# Information provided:
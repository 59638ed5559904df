//! Storage abstraction for the engine's durable state.
//!
//! Trait-based abstraction for persisting identities, prekeys, peer records
//! and sessions. The trait is synchronous (no async); engine operations load
//! what they need, compute the new state in memory, and hand every resulting
//! write to a single `commit` so an operation lands completely or not at all.

mod chaotic;
mod error;
mod memory;
mod redb;

pub use chaotic::ChaoticStorage;
pub use error::StorageError;
pub use memory::MemoryStorage;

pub use self::redb::RedbStorage;
use crate::records::{
    LocalUserRecord, OneTimePreKeyRecord, PeerDeviceRecord, SessionSet, SignedPreKeyRecord,
};

/// One write inside a `WriteBatch`.
#[derive(Debug, Clone)]
pub enum WriteOp {
    /// Create a local user; fails with `Conflict` if it exists
    InsertUser(LocalUserRecord),
    /// Overwrite an existing local user
    PutUser(LocalUserRecord),
    /// Remove a local user and everything it owns
    DeleteUser(String),
    /// Insert or overwrite a signed prekey
    PutSignedPreKey {
        /// Owning local user
        owner: String,
        /// Record
        record: SignedPreKeyRecord,
    },
    /// Remove a signed prekey
    DeleteSignedPreKey {
        /// Owning local user
        owner: String,
        /// Prekey id
        id: u32,
    },
    /// Insert or overwrite a one-time prekey
    PutOneTimePreKey {
        /// Owning local user
        owner: String,
        /// Record
        record: OneTimePreKeyRecord,
    },
    /// Remove a one-time prekey
    DeleteOneTimePreKey {
        /// Owning local user
        owner: String,
        /// Prekey id
        id: u32,
    },
    /// Insert or overwrite a peer device record
    PutPeer {
        /// Owning local user
        owner: String,
        /// Record
        record: PeerDeviceRecord,
    },
    /// Remove a peer device record and its sessions
    DeletePeer {
        /// Owning local user
        owner: String,
        /// Peer device id
        peer: String,
    },
    /// Replace the session set for a peer. An empty set removes it.
    PutSessions {
        /// Owning local user
        owner: String,
        /// Peer device id
        peer: String,
        /// Sessions
        sessions: SessionSet,
    },
}

impl WriteOp {
    /// Local user this write belongs to.
    #[must_use]
    pub fn owner(&self) -> &str {
        match self {
            Self::InsertUser(record) | Self::PutUser(record) => &record.device_id,
            Self::DeleteUser(owner)
            | Self::PutSignedPreKey { owner, .. }
            | Self::DeleteSignedPreKey { owner, .. }
            | Self::PutOneTimePreKey { owner, .. }
            | Self::DeleteOneTimePreKey { owner, .. }
            | Self::PutPeer { owner, .. }
            | Self::DeletePeer { owner, .. }
            | Self::PutSessions { owner, .. } => owner,
        }
    }
}

/// Ordered writes applied atomically by `Storage::commit`.
#[derive(Debug, Clone, Default)]
pub struct WriteBatch {
    ops: Vec<WriteOp>,
}

impl WriteBatch {
    /// Empty batch
    #[must_use]
    pub fn new() -> Self {
        Self::default()
    }

    /// Append a write
    pub fn push(&mut self, op: WriteOp) -> &mut Self {
        self.ops.push(op);
        self
    }

    /// Append a session set write
    pub fn put_sessions(&mut self, owner: &str, peer: &str, sessions: SessionSet) -> &mut Self {
        self.push(WriteOp::PutSessions {
            owner: owner.to_string(),
            peer: peer.to_string(),
            sessions,
        })
    }

    /// Append a peer record write
    pub fn put_peer(&mut self, owner: &str, record: PeerDeviceRecord) -> &mut Self {
        self.push(WriteOp::PutPeer { owner: owner.to_string(), record })
    }

    /// Writes in order
    #[must_use]
    pub fn ops(&self) -> &[WriteOp] {
        &self.ops
    }

    /// True if nothing was queued
    #[must_use]
    pub fn is_empty(&self) -> bool {
        self.ops.is_empty()
    }

    /// Number of queued writes
    #[must_use]
    pub fn len(&self) -> usize {
        self.ops.len()
    }
}

impl Extend<WriteOp> for WriteBatch {
    fn extend<T: IntoIterator<Item = WriteOp>>(&mut self, iter: T) {
        self.ops.extend(iter);
    }
}

/// Storage abstraction for engine state.
///
/// Must be Clone (shared by every engine task), Send + Sync (thread-safe),
/// and synchronous (no async methods). Implementations typically share
/// internal state via Arc, so clones access the same underlying storage.
///
/// Device ids are opaque strings without NUL bytes; the engine validates
/// this before anything reaches storage.
///
/// # Panics
///
/// Implementations may panic if internal synchronization primitives are
/// poisoned (a thread panicked while holding a lock).
pub trait Storage: Clone + Send + Sync + 'static {
    /// Load a local user. `None` if it does not exist.
    fn load_user(&self, device_id: &str) -> Result<Option<LocalUserRecord>, StorageError>;

    /// List all local user device ids. Order is not guaranteed.
    fn list_users(&self) -> Result<Vec<String>, StorageError>;

    /// All signed prekeys of a local user, current and retired.
    fn load_signed_prekeys(&self, owner: &str) -> Result<Vec<SignedPreKeyRecord>, StorageError>;

    /// All one-time prekeys of a local user.
    fn load_one_time_prekeys(&self, owner: &str)
    -> Result<Vec<OneTimePreKeyRecord>, StorageError>;

    /// One one-time prekey by id.
    fn load_one_time_prekey(
        &self,
        owner: &str,
        id: u32,
    ) -> Result<Option<OneTimePreKeyRecord>, StorageError>;

    /// Peer device record. `None` if the pair has never interacted.
    fn load_peer(&self, owner: &str, peer: &str) -> Result<Option<PeerDeviceRecord>, StorageError>;

    /// Session set for a peer. `None` if no session exists.
    fn load_sessions(&self, owner: &str, peer: &str) -> Result<Option<SessionSet>, StorageError>;

    /// Peers the local user holds sessions with.
    fn list_session_peers(&self, owner: &str) -> Result<Vec<String>, StorageError>;

    /// Apply every write in `batch` atomically.
    ///
    /// # Invariants
    ///
    /// - Pre: every write other than `InsertUser` targets a user that exists
    ///   (or is inserted earlier in the same batch); otherwise `NotFound`
    /// - Post: either all writes are visible or none is
    fn commit(&self, batch: &WriteBatch) -> Result<(), StorageError>;
}

#[cfg(test)]
mod tests {
    use super::*;

    #[test]
    fn owner_of_each_write() {
        let mut batch = WriteBatch::new();
        batch
            .push(WriteOp::DeleteSignedPreKey { owner: "alice".into(), id: 1 })
            .put_sessions("bob", "carol", SessionSet::default());

        let owners: Vec<&str> = batch.ops().iter().map(WriteOp::owner).collect();
        assert_eq!(owners, vec!["alice", "bob"]);
        assert_eq!(batch.len(), 2);
    }
}
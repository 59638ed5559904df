//! Peer device trust tracking.
//!
//! Pure transitions over `PeerDeviceRecord`. Callers load the record, apply
//! a transition, and write the result in the same batch as the session
//! change that caused it.
//!
//! ```text
//!   (no record) ──first exchange──▶ Untrusted ──verify──▶ Trusted
//!                                      ▲                     │
//!                                      └──identity changes───┘
//!
//!   any ──bad signature──▶ Fail ──identity changes / explicit set──▶ ...
//! ```

use crate::{error::EngineError, records::PeerDeviceRecord, types::PeerDeviceStatus};

/// Status a caller sees for a peer before an operation touches it.
#[must_use]
pub fn reported_status(record: Option<&PeerDeviceRecord>) -> PeerDeviceStatus {
    record.map_or(PeerDeviceStatus::Unknown, |r| r.status)
}

/// Outcome of seeing a peer's identity key during session bootstrap.
#[derive(Debug, Clone, PartialEq, Eq)]
pub struct Observation {
    /// Record to persist
    pub record: PeerDeviceRecord,
    /// Status to report for this operation
    pub reported: PeerDeviceStatus,
    /// The key differs from the stored one; existing sessions must go
    pub identity_changed: bool,
}

/// Apply an identity key seen in a fetched bundle or an inbound X3DH init.
///
/// A new peer becomes `Untrusted` and is reported `Unknown`. A changed key
/// re-provisions the peer: whatever the old status was, it is now
/// `Untrusted`.
#[must_use]
pub fn observe_identity(
    existing: Option<&PeerDeviceRecord>,
    device_id: &str,
    identity_key: &[u8; 32],
    now: u64,
) -> Observation {
    match existing {
        None => Observation {
            record: PeerDeviceRecord {
                device_id: device_id.to_string(),
                identity_key: *identity_key,
                status: PeerDeviceStatus::Untrusted,
                updated_at: now,
            },
            reported: PeerDeviceStatus::Unknown,
            identity_changed: false,
        },
        Some(record) if record.identity_key == *identity_key => Observation {
            record: record.clone(),
            reported: record.status,
            identity_changed: false,
        },
        Some(record) => {
            tracing::warn!(
                "identity key of {} changed, status {} reset to untrusted",
                device_id,
                record.status
            );
            Observation {
                record: PeerDeviceRecord {
                    device_id: record.device_id.clone(),
                    identity_key: *identity_key,
                    status: PeerDeviceStatus::Untrusted,
                    updated_at: now,
                },
                reported: PeerDeviceStatus::Untrusted,
                identity_changed: true,
            }
        },
    }
}

/// Explicit status change requested by the application.
///
/// # Errors
///
/// - `InvalidInput` when asked to set `Unknown`
/// - `Conflict` when `identity_key` differs from the stored key
pub fn set_status(
    existing: Option<&PeerDeviceRecord>,
    device_id: &str,
    identity_key: &[u8; 32],
    status: PeerDeviceStatus,
    now: u64,
) -> Result<PeerDeviceRecord, EngineError> {
    if status == PeerDeviceStatus::Unknown {
        return Err(EngineError::invalid_input("cannot set a peer device status to unknown"));
    }

    if let Some(record) = existing
        && record.identity_key != *identity_key
    {
        return Err(EngineError::Conflict {
            reason: format!("identity key for {device_id} does not match the stored one"),
        });
    }

    Ok(PeerDeviceRecord {
        device_id: device_id.to_string(),
        identity_key: *identity_key,
        status,
        updated_at: now,
    })
}

/// Mark a peer as failed after a cryptographic failure against it.
#[must_use]
pub fn mark_failed(
    existing: Option<&PeerDeviceRecord>,
    device_id: &str,
    identity_key: &[u8; 32],
    now: u64,
) -> PeerDeviceRecord {
    tracing::warn!("marking {} as failed", device_id);
    PeerDeviceRecord {
        device_id: device_id.to_string(),
        identity_key: existing.map_or(*identity_key, |r| r.identity_key),
        status: PeerDeviceStatus::Fail,
        updated_at: now,
    }
}
//! [`Environment`] for real deployments: the OS clock, the OS RNG and Tokio
//! timers.

use std::time::{Duration, Instant, SystemTime, UNIX_EPOCH};

use peerlock_core::Environment;

/// System clock plus `getrandom`.
///
/// Identity keys, prekeys, ephemeral keys, ratchet keys and content keys
/// all draw from the OS generator.
///
/// # Panics
///
/// `random_bytes` panics if the OS generator fails. Keys cannot be produced
/// without it, so there is nothing sensible to continue with.
#[derive(Debug, Clone, Copy, Default)]
pub struct SystemEnv;

impl SystemEnv {
    /// System environment handle.
    #[must_use]
    pub fn new() -> Self {
        Self
    }
}

impl Environment for SystemEnv {
    type Instant = Instant;

    #[allow(clippy::disallowed_methods)]
    fn now(&self) -> Instant {
        Instant::now()
    }

    #[allow(clippy::disallowed_methods)]
    fn wall_clock_secs(&self) -> u64 {
        // A clock set before 1970 reads as the epoch.
        SystemTime::now().duration_since(UNIX_EPOCH).map_or(0, |since| since.as_secs())
    }

    fn sleep(&self, duration: Duration) -> impl std::future::Future<Output = ()> + Send {
        tokio::time::sleep(duration)
    }

    #[allow(clippy::expect_used)]
    fn random_bytes(&self, buffer: &mut [u8]) {
        getrandom::fill(buffer).expect("OS RNG unavailable, no keys can be generated");
    }
}
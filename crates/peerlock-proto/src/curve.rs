//! Curve selector carried on every wire message.

use serde::{Deserialize, Serialize};

use crate::errors::{ProtocolError, Result};

/// Elliptic curve a device identity was provisioned with.
///
/// Every message and key-server request carries the curve byte, so a peer
/// built with another curve is refused at decode time instead of mixing key
/// material.
#[derive(Debug, Clone, Copy, PartialEq, Eq, Hash, Serialize, Deserialize)]
pub enum CurveId {
    /// Curve25519 (Ed25519 identities, X25519 agreement)
    C25519,
}

impl CurveId {
    /// Wire byte for this curve.
    #[must_use]
    pub const fn to_u8(self) -> u8 {
        match self {
            Self::C25519 => 0x01,
        }
    }

    /// Parse a wire byte.
    pub fn from_u8(byte: u8) -> Result<Self> {
        match byte {
            0x01 => Ok(Self::C25519),
            other => Err(ProtocolError::UnknownCurve(other)),
        }
    }
}

impl std::fmt::Display for CurveId {
    fn fmt(&self, f: &mut std::fmt::Formatter<'_>) -> std::fmt::Result {
        match self {
            Self::C25519 => f.write_str("c25519"),
        }
    }
}
//! Double Ratchet state machine
//!
//! One [`RatchetState`] per session. The state only derives keys: the caller
//! builds the message header from a [`SendStep`], seals the payload with
//! [`crate::aead`], and authenticates the header as associated data.
//!
//! The DH ratchet step that follows a newly received ratchet key is split in
//! two: the receiving half runs on receipt, the sending half (which needs a
//! fresh key pair) runs on the next send. Receiving therefore needs no
//! randomness.
//!
//! # Failure atomicity
//!
//! Every method that can fail may have partially advanced `self` when it
//! returns an error. Callers run them on a clone and keep the clone only on
//! success; [`RatchetState::mark_consumed`] is the one change applied to the
//! original after a failed decryption.

use std::collections::VecDeque;

use serde::{Deserialize, Serialize};
use zeroize::Zeroize;

use crate::{
    CryptoError,
    chain::{ChainKey, MessageKey},
    kdf::derive_root,
    keys::{DhKeyPair, PUBLIC_KEY_SIZE},
    x3dh::SharedSecret,
};

/// Bounds on out-of-order handling.
#[derive(Debug, Clone, Copy, PartialEq, Eq)]
pub struct RatchetLimits {
    /// Maximum keys skipped in one chain for a single message
    pub max_skip: u32,
    /// Maximum cached skipped keys (and consumed markers) per session
    pub max_skipped_keys: usize,
}

impl Default for RatchetLimits {
    fn default() -> Self {
        Self { max_skip: 1024, max_skipped_keys: 2048 }
    }
}

/// Everything the caller needs to build and seal one outgoing message.
pub struct SendStep {
    /// Current sending ratchet public key, carried in the header
    pub ratchet_key: [u8; PUBLIC_KEY_SIZE],
    /// Length of the previous sending chain, carried in the header
    pub previous_chain_length: u32,
    /// Key for this message; its index goes in the header
    pub message_key: MessageKey,
}

#[derive(Clone, Serialize, Deserialize)]
struct SkippedKey {
    ratchet_key: [u8; PUBLIC_KEY_SIZE],
    index: u32,
    key: [u8; 32],
}

impl Drop for SkippedKey {
    fn drop(&mut self) {
        self.key.zeroize();
    }
}

#[derive(Debug, Clone, PartialEq, Eq, Serialize, Deserialize)]
struct ConsumedIndex {
    ratchet_key: [u8; PUBLIC_KEY_SIZE],
    index: u32,
}

/// Persistent Double Ratchet session state.
#[derive(Clone, Serialize, Deserialize)]
pub struct RatchetState {
    root_key: [u8; 32],
    self_ratchet_secret: [u8; 32],
    self_ratchet_public: [u8; PUBLIC_KEY_SIZE],
    remote_ratchet: Option<[u8; PUBLIC_KEY_SIZE]>,
    sending: Option<ChainKey>,
    receiving: Option<ChainKey>,
    previous_sending_length: u32,
    pending_send_step: bool,
    skipped: VecDeque<SkippedKey>,
    consumed: VecDeque<ConsumedIndex>,
}

impl RatchetState {
    /// Session state for the X3DH initiator.
    ///
    /// The first sending chain is keyed against the responder's signed prekey,
    /// which doubles as its first ratchet key.
    pub fn initiator(
        secret: &SharedSecret,
        peer_signed_prekey: &[u8; PUBLIC_KEY_SIZE],
        ratchet_seed: [u8; 32],
    ) -> Result<Self, CryptoError> {
        let ratchet = DhKeyPair::from_seed(ratchet_seed);
        let mut dh = ratchet.agree(peer_signed_prekey)?;
        let (root_key, chain_key) = derive_root(secret.as_bytes(), &dh);
        dh.zeroize();

        Ok(Self {
            root_key,
            self_ratchet_secret: ratchet.secret_bytes(),
            self_ratchet_public: ratchet.public(),
            remote_ratchet: Some(*peer_signed_prekey),
            sending: Some(ChainKey::new(chain_key)),
            receiving: None,
            previous_sending_length: 0,
            pending_send_step: false,
            skipped: VecDeque::new(),
            consumed: VecDeque::new(),
        })
    }

    /// Session state for the X3DH responder, keyed by its signed prekey.
    ///
    /// A responder cannot send until it has received the initiator's first
    /// message.
    pub fn responder(secret: &SharedSecret, signed_prekey: &DhKeyPair) -> Self {
        Self {
            root_key: *secret.as_bytes(),
            self_ratchet_secret: signed_prekey.secret_bytes(),
            self_ratchet_public: signed_prekey.public(),
            remote_ratchet: None,
            sending: None,
            receiving: None,
            previous_sending_length: 0,
            pending_send_step: false,
            skipped: VecDeque::new(),
            consumed: VecDeque::new(),
        }
    }

    /// True once any message from the peer has been decrypted.
    pub fn has_received(&self) -> bool {
        self.receiving.is_some()
    }

    /// Messages sent on the current sending chain.
    pub fn sending_chain_length(&self) -> u32 {
        self.sending.as_ref().map_or(0, ChainKey::index)
    }

    /// Number of cached skipped message keys.
    pub fn skipped_len(&self) -> usize {
        self.skipped.len()
    }

    /// Derive the key for the next outgoing message.
    ///
    /// `ratchet_seed` becomes the new ratchet key pair when a DH step is due
    /// and is ignored otherwise.
    pub fn prepare_send(&mut self, ratchet_seed: [u8; 32]) -> Result<SendStep, CryptoError> {
        if self.pending_send_step {
            let remote = self.remote_ratchet.ok_or(CryptoError::ChainNotReady)?;
            let ratchet = DhKeyPair::from_seed(ratchet_seed);
            let mut dh = ratchet.agree(&remote)?;
            let (root_key, chain_key) = derive_root(&self.root_key, &dh);
            dh.zeroize();

            self.previous_sending_length = self.sending_chain_length();
            self.root_key.zeroize();
            self.root_key = root_key;
            self.self_ratchet_secret.zeroize();
            self.self_ratchet_secret = ratchet.secret_bytes();
            self.self_ratchet_public = ratchet.public();
            self.sending = Some(ChainKey::new(chain_key));
            self.pending_send_step = false;
        }

        let chain = self.sending.as_mut().ok_or(CryptoError::ChainNotReady)?;
        let message_key = chain.next_key()?;

        Ok(SendStep {
            ratchet_key: self.self_ratchet_public,
            previous_chain_length: self.previous_sending_length,
            message_key,
        })
    }

    /// Derive the key for an incoming message.
    ///
    /// # Errors
    ///
    /// - `ReplayedMessage`: the key for this index was already used or marked
    ///   consumed
    /// - `TooManySkipped`: the index is further ahead than `limits.max_skip`
    /// - `InvalidKey`: the header ratchet key is unusable
    pub fn receive_key(
        &mut self,
        ratchet_key: &[u8; PUBLIC_KEY_SIZE],
        index: u32,
        previous_chain_length: u32,
        limits: RatchetLimits,
    ) -> Result<MessageKey, CryptoError> {
        if let Some(position) =
            self.skipped.iter().position(|s| &s.ratchet_key == ratchet_key && s.index == index)
            && let Some(cached) = self.skipped.remove(position)
        {
            return Ok(MessageKey::from_parts(cached.key, index));
        }

        if self.consumed.iter().any(|c| &c.ratchet_key == ratchet_key && c.index == index) {
            return Err(CryptoError::ReplayedMessage { index });
        }

        if self.remote_ratchet.as_ref() == Some(ratchet_key) {
            let Some(chain) = self.receiving.as_mut() else {
                return Err(CryptoError::DecryptionFailed {
                    reason: "message uses a ratchet key with no receiving chain".to_string(),
                });
            };
            let (skipped, key) = chain.skip_to(index, limits.max_skip)?;
            self.cache_skipped(*ratchet_key, skipped, limits);
            return Ok(key);
        }

        // New ratchet key from the peer: retire the current receiving chain
        if let (Some(chain), Some(old_remote)) = (self.receiving.as_mut(), self.remote_ratchet) {
            let retired = chain.skip_until(previous_chain_length, limits.max_skip)?;
            self.cache_skipped(old_remote, retired, limits);
        }

        let mut dh = DhKeyPair::from_seed(self.self_ratchet_secret).agree(ratchet_key)?;
        let (root_key, chain_key) = derive_root(&self.root_key, &dh);
        dh.zeroize();

        self.root_key.zeroize();
        self.root_key = root_key;
        self.remote_ratchet = Some(*ratchet_key);
        self.pending_send_step = true;

        let mut chain = ChainKey::new(chain_key);
        let (skipped, key) = chain.skip_to(index, limits.max_skip)?;
        self.receiving = Some(chain);
        self.cache_skipped(*ratchet_key, skipped, limits);

        Ok(key)
    }

    /// Record that the key for (`ratchet_key`, `index`) must not be used again.
    ///
    /// Applied after a failed decryption so that retrying the same message
    /// cannot be used as an oracle. Only indices that belong to a chain this
    /// session knows are recorded; returns whether the state changed.
    pub fn mark_consumed(
        &mut self,
        ratchet_key: &[u8; PUBLIC_KEY_SIZE],
        index: u32,
        limits: RatchetLimits,
    ) -> bool {
        if let Some(position) =
            self.skipped.iter().position(|s| &s.ratchet_key == ratchet_key && s.index == index)
        {
            self.skipped.remove(position);
        } else if self.remote_ratchet.as_ref() != Some(ratchet_key) {
            return false;
        }

        let marker = ConsumedIndex { ratchet_key: *ratchet_key, index };
        if self.consumed.contains(&marker) {
            return false;
        }
        self.consumed.push_back(marker);
        while self.consumed.len() > limits.max_skipped_keys {
            self.consumed.pop_front();
        }
        true
    }

    fn cache_skipped(
        &mut self,
        ratchet_key: [u8; PUBLIC_KEY_SIZE],
        keys: Vec<MessageKey>,
        limits: RatchetLimits,
    ) {
        for key in keys {
            let marker = ConsumedIndex { ratchet_key, index: key.index() };
            if self.consumed.contains(&marker) {
                continue;
            }
            self.skipped.push_back(SkippedKey { ratchet_key, index: key.index(), key: *key.key() });
        }
        while self.skipped.len() > limits.max_skipped_keys {
            self.skipped.pop_front();
        }
    }
}

impl Drop for RatchetState {
    fn drop(&mut self) {
        self.root_key.zeroize();
        self.self_ratchet_secret.zeroize();
    }
}

impl std::fmt::Debug for RatchetState {
    fn fmt(&self, f: &mut std::fmt::Formatter<'_>) -> std::fmt::Result {
        f.debug_struct("RatchetState")
            .field("sending_chain_length", &self.sending_chain_length())
            .field("has_received", &self.has_received())
            .field("skipped", &self.skipped.len())
            .finish_non_exhaustive()
    }
}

# Work required:
In the data above, find the line with "Append a write" and the line with "fn extend<T: IntoIterator<Item". Retype both, plus every line between them, exactly.

# Problem solution:
    /// Append a write
    pub fn push(&mut self, op: WriteOp) -> &mut Self {
        self.ops.push(op);
        self
    }

    /// Append a session set write
    pub fn put_sessions(&mut self, owner: &str, peer: &str, sessions: SessionSet) -> &mut Self {
        self.push(WriteOp::PutSessions {
            owner: owner.to_string(),
            peer: peer.to_string(),
            sessions,
        })
    }

    /// Append a peer record write
    pub fn put_peer(&mut self, owner: &str, record: PeerDeviceRecord) -> &mut Self {
        self.push(WriteOp::PutPeer { owner: owner.to_string(), record })
    }

    /// Writes in order
    #[must_use]
    pub fn ops(&self) -> &[WriteOp] {
        &self.ops
    }

    /// True if nothing was queued
    #[must_use]
    pub fn is_empty(&self) -> bool {
        self.ops.is_empty()
    }

    /// Number of queued writes
    #[must_use]
    pub fn len(&self) -> usize {
        self.ops.len()
    }
}

impl Extend<WriteOp> for WriteBatch {
    fn extend<T: IntoIterator<Item = WriteOp>>(&mut self, iter: T) {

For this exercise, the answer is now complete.